From the listing below, extract every line in which the word "Result" appears.

=== Begin Enclosure ===

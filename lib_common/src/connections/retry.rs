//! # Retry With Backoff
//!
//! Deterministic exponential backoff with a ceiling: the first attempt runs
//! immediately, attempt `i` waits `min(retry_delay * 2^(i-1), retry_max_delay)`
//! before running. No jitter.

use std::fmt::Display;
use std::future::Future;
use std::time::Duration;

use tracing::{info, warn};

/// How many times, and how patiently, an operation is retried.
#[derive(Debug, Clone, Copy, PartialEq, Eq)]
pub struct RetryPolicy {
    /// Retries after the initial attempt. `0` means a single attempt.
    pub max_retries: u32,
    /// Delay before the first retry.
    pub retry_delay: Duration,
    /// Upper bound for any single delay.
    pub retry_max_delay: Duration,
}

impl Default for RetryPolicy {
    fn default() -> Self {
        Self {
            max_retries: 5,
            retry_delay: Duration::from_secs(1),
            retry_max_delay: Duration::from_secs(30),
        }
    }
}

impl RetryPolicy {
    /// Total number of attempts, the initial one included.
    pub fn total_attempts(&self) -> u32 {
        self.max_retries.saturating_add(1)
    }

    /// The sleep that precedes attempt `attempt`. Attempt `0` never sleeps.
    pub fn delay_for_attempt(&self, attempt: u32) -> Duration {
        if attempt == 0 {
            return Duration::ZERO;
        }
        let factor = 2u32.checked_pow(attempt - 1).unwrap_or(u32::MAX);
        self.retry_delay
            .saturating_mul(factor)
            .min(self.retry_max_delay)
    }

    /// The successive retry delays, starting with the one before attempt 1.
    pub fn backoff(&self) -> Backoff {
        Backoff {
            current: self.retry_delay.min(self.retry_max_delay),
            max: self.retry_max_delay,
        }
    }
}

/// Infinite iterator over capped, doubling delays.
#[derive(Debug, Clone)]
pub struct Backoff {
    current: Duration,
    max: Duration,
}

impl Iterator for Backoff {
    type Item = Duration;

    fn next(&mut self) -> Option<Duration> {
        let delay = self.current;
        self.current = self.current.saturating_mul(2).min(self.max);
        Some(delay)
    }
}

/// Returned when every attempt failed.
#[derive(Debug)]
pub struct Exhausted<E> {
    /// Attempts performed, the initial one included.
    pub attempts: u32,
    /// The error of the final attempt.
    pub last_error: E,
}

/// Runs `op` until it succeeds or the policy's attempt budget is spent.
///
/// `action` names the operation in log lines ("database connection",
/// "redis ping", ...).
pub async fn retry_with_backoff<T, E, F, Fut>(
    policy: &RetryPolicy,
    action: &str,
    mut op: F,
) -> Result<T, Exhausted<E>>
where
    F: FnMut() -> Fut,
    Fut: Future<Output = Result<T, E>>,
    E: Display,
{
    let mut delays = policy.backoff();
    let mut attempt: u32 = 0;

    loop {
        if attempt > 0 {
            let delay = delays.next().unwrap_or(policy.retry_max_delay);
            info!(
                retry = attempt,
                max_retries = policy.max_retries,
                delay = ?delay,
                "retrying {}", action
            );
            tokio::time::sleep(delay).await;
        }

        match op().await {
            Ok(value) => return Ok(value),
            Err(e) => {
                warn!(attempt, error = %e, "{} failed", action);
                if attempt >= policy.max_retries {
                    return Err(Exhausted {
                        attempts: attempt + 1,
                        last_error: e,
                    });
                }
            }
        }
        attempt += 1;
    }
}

=== End Enclosure ===
=== Begin Enclosure ===

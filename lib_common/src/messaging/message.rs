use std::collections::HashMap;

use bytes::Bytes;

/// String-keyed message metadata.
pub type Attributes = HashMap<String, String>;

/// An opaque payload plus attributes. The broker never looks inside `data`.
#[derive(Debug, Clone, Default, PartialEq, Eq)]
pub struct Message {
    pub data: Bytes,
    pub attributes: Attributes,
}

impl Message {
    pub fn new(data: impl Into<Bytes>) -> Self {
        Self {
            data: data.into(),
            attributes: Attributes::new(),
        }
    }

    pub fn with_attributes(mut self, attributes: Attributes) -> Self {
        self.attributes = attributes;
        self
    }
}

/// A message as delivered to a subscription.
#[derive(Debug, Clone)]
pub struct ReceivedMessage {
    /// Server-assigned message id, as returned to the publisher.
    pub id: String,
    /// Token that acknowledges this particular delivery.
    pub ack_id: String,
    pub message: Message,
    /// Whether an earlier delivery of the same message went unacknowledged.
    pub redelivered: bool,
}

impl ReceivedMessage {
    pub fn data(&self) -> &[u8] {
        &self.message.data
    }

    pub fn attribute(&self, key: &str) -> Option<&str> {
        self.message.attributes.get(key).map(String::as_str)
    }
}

=== End Enclosure ===
=== Begin Enclosure ===

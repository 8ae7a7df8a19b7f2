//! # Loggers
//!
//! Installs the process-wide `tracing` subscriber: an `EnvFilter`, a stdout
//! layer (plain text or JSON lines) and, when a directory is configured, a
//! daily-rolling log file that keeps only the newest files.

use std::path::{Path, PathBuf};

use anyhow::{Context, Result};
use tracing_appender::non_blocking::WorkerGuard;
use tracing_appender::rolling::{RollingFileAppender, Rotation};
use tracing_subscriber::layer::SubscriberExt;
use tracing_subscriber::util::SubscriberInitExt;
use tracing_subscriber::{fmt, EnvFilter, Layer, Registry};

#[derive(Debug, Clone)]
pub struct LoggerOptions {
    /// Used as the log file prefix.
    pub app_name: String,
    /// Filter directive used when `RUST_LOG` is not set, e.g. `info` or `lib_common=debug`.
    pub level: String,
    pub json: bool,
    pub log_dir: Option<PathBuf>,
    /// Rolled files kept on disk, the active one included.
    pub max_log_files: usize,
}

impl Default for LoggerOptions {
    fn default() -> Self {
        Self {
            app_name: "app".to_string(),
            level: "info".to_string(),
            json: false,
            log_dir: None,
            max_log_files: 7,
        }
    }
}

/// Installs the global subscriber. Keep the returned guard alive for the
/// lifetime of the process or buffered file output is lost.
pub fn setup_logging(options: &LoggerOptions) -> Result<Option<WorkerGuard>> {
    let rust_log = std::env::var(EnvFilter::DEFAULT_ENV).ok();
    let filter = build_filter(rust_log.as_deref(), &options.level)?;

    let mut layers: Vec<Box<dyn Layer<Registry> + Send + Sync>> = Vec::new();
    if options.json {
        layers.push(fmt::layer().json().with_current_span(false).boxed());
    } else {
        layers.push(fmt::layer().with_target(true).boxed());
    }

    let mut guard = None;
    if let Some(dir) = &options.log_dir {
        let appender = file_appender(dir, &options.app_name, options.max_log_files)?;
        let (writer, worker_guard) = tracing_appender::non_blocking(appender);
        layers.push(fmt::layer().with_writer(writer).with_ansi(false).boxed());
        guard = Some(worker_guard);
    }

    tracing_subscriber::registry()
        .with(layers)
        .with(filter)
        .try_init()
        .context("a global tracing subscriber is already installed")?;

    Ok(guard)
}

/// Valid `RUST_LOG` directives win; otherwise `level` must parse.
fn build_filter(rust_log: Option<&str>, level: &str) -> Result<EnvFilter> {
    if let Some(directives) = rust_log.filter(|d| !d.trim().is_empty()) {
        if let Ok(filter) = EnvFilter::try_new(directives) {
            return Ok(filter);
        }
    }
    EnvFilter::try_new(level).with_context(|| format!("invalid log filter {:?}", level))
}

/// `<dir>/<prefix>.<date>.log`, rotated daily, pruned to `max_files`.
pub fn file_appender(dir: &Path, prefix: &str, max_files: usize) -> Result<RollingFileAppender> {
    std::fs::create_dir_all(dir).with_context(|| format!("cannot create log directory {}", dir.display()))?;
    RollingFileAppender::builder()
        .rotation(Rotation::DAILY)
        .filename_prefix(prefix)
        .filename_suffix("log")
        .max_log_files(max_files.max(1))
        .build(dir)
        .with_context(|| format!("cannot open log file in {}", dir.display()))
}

=== End Enclosure ===

Exercise output:
) -> Result<T, Exhausted<E>>
    Fut: Future<Output = Result<T, E>>,
use anyhow::{Context, Result};
pub fn setup_logging(options: &LoggerOptions) -> Result<Option<WorkerGuard>> {
fn build_filter(rust_log: Option<&str>, level: &str) -> Result<EnvFilter> {
pub fn file_appender(dir: &Path, prefix: &str, max_files: usize) -> Result<RollingFileAppender> {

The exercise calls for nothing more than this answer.